▶ What the task requires
Among the records, find the lines that hold the string "strictly" and return them.

** Records shown follows **

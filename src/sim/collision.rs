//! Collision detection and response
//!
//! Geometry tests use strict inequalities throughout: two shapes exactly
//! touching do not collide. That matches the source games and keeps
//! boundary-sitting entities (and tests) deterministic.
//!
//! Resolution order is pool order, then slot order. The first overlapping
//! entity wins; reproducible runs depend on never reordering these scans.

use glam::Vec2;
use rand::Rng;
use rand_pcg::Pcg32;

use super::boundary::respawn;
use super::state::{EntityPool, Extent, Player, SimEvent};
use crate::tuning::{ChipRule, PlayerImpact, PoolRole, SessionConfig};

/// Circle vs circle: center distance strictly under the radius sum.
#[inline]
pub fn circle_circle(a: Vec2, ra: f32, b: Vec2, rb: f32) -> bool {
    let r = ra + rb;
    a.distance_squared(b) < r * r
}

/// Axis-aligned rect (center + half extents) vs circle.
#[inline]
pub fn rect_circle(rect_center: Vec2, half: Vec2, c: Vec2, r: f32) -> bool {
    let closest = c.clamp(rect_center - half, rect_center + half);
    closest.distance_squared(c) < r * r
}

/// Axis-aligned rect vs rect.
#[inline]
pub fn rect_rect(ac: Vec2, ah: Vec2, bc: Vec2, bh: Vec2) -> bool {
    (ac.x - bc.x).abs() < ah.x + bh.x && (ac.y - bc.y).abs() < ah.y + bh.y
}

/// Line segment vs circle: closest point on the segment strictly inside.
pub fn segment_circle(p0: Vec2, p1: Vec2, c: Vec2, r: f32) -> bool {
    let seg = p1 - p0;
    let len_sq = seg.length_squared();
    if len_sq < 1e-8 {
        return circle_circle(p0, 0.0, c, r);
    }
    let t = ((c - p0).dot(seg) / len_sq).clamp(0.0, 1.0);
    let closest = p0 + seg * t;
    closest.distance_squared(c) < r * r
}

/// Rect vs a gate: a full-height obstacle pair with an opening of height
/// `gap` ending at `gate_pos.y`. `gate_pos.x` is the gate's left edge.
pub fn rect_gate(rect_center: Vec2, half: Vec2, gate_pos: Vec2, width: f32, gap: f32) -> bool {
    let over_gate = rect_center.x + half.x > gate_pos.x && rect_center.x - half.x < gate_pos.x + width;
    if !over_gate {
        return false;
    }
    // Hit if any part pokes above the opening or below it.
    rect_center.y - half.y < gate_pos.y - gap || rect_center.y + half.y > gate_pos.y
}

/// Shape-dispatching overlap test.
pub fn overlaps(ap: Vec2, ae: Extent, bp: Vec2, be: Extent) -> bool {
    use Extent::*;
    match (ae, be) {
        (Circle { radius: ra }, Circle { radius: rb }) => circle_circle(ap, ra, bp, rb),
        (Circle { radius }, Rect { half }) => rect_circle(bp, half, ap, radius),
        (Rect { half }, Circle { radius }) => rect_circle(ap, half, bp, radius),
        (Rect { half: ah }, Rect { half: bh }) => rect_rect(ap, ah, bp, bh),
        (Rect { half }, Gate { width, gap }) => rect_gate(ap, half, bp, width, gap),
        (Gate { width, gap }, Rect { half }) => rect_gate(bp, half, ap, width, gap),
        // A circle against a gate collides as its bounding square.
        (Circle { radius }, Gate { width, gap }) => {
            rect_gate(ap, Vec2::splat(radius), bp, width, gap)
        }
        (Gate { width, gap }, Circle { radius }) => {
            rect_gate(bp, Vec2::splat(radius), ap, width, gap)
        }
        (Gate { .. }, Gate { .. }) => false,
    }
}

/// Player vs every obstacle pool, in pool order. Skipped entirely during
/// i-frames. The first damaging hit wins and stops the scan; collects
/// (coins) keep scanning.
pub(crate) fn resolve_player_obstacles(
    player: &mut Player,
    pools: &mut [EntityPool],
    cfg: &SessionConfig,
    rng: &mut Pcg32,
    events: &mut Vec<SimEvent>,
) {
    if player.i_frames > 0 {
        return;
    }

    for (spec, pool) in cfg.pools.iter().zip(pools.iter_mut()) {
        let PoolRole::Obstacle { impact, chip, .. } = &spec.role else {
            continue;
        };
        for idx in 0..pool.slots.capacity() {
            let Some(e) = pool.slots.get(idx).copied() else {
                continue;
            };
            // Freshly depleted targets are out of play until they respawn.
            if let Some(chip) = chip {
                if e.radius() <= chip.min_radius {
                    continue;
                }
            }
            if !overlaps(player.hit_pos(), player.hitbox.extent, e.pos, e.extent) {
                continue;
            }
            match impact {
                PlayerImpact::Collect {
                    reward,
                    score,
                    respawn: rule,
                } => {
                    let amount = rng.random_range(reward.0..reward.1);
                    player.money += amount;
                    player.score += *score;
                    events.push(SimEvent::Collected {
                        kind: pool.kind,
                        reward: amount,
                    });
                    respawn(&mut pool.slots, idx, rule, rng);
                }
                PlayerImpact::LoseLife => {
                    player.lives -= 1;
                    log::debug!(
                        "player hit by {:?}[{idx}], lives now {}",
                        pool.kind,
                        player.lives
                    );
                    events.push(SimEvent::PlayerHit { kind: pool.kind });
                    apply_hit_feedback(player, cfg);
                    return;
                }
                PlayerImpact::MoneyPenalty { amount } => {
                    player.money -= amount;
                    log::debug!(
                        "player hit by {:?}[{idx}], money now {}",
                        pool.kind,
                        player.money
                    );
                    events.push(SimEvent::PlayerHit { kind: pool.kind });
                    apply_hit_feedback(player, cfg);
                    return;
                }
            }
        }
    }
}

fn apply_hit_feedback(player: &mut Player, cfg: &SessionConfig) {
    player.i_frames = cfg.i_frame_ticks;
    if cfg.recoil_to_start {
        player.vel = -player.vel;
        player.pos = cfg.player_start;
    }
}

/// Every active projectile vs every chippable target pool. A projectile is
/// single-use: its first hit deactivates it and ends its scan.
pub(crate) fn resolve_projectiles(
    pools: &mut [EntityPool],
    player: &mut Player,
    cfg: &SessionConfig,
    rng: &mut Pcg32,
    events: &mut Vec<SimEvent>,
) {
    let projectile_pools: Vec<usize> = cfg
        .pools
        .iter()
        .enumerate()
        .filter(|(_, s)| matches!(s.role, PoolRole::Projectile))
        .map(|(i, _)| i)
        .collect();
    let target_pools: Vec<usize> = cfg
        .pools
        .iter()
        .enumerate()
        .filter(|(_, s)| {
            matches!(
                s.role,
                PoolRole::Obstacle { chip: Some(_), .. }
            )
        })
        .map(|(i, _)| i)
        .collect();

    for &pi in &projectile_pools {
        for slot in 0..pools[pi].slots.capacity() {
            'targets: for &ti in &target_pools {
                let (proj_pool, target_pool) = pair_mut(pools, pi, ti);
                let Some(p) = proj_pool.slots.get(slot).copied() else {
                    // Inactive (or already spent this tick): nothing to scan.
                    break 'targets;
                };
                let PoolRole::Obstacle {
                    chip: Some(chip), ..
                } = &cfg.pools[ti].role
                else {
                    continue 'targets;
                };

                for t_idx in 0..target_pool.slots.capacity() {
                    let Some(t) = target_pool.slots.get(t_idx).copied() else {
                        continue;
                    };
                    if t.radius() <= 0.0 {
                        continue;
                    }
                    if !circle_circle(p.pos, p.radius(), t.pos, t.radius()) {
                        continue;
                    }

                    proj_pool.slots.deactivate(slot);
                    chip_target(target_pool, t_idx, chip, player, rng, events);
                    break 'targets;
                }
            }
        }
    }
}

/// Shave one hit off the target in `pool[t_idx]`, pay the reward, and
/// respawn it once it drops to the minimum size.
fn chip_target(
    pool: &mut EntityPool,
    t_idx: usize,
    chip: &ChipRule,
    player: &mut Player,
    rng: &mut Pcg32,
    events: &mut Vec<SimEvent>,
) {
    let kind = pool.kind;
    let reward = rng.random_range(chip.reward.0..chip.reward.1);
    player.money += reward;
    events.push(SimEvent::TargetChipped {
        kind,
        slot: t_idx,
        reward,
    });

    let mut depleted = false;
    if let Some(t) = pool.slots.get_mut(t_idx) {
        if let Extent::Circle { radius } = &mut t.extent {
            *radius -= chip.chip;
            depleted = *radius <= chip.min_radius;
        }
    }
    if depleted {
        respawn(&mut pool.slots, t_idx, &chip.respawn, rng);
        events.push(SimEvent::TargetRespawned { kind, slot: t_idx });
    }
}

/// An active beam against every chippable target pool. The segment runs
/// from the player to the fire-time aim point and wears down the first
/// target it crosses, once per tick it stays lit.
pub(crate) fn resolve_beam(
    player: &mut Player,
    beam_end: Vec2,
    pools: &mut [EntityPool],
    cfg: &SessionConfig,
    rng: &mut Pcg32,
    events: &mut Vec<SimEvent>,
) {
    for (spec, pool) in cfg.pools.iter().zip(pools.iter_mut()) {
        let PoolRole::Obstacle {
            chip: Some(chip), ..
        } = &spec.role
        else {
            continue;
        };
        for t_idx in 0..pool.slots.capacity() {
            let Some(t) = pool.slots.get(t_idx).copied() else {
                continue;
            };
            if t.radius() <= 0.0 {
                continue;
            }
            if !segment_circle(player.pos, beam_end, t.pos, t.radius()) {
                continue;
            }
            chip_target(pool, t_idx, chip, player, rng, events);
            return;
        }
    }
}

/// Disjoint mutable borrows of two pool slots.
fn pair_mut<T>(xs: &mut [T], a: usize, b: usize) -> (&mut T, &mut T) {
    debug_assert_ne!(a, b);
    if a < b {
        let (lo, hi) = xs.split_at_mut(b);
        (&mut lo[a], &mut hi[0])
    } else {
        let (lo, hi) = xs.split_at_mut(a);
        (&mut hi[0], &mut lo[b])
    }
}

** End of Records shown **
** Records shown follows **

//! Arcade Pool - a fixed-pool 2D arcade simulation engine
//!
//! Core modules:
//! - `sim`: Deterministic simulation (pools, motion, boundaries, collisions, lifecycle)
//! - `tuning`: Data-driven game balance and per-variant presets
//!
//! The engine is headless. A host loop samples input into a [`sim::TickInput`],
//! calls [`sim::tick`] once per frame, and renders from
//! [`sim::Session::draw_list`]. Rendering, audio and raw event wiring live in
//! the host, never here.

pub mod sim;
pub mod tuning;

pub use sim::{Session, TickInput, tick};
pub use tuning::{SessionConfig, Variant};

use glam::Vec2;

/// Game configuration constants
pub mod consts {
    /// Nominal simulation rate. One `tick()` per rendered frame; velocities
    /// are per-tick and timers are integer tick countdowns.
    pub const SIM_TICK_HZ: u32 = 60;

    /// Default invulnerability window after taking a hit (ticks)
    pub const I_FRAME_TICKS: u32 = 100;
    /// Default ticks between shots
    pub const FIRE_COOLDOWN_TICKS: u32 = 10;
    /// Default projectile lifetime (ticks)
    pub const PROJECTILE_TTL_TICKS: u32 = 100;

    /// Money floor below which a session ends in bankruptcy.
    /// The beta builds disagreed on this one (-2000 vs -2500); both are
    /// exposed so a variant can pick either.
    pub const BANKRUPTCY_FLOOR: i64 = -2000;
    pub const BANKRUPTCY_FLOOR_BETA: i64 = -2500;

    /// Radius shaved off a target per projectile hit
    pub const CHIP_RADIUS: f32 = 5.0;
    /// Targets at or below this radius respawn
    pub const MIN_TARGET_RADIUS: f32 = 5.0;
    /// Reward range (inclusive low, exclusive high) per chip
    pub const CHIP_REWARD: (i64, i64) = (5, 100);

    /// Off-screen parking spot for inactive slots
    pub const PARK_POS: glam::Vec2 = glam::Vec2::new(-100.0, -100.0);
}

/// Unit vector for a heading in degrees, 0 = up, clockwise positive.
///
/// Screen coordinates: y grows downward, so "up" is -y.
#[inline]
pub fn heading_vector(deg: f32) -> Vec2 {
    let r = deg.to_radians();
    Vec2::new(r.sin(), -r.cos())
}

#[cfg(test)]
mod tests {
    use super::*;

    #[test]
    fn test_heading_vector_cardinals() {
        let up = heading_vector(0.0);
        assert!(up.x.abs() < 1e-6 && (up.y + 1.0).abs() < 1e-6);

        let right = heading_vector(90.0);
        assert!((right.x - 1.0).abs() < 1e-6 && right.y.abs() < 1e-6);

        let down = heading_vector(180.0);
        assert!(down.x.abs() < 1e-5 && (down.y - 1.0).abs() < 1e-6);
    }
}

** End of Records shown **

▶ Reply
/// Circle vs circle: center distance strictly under the radius sum.
/// Line segment vs circle: closest point on the segment strictly inside.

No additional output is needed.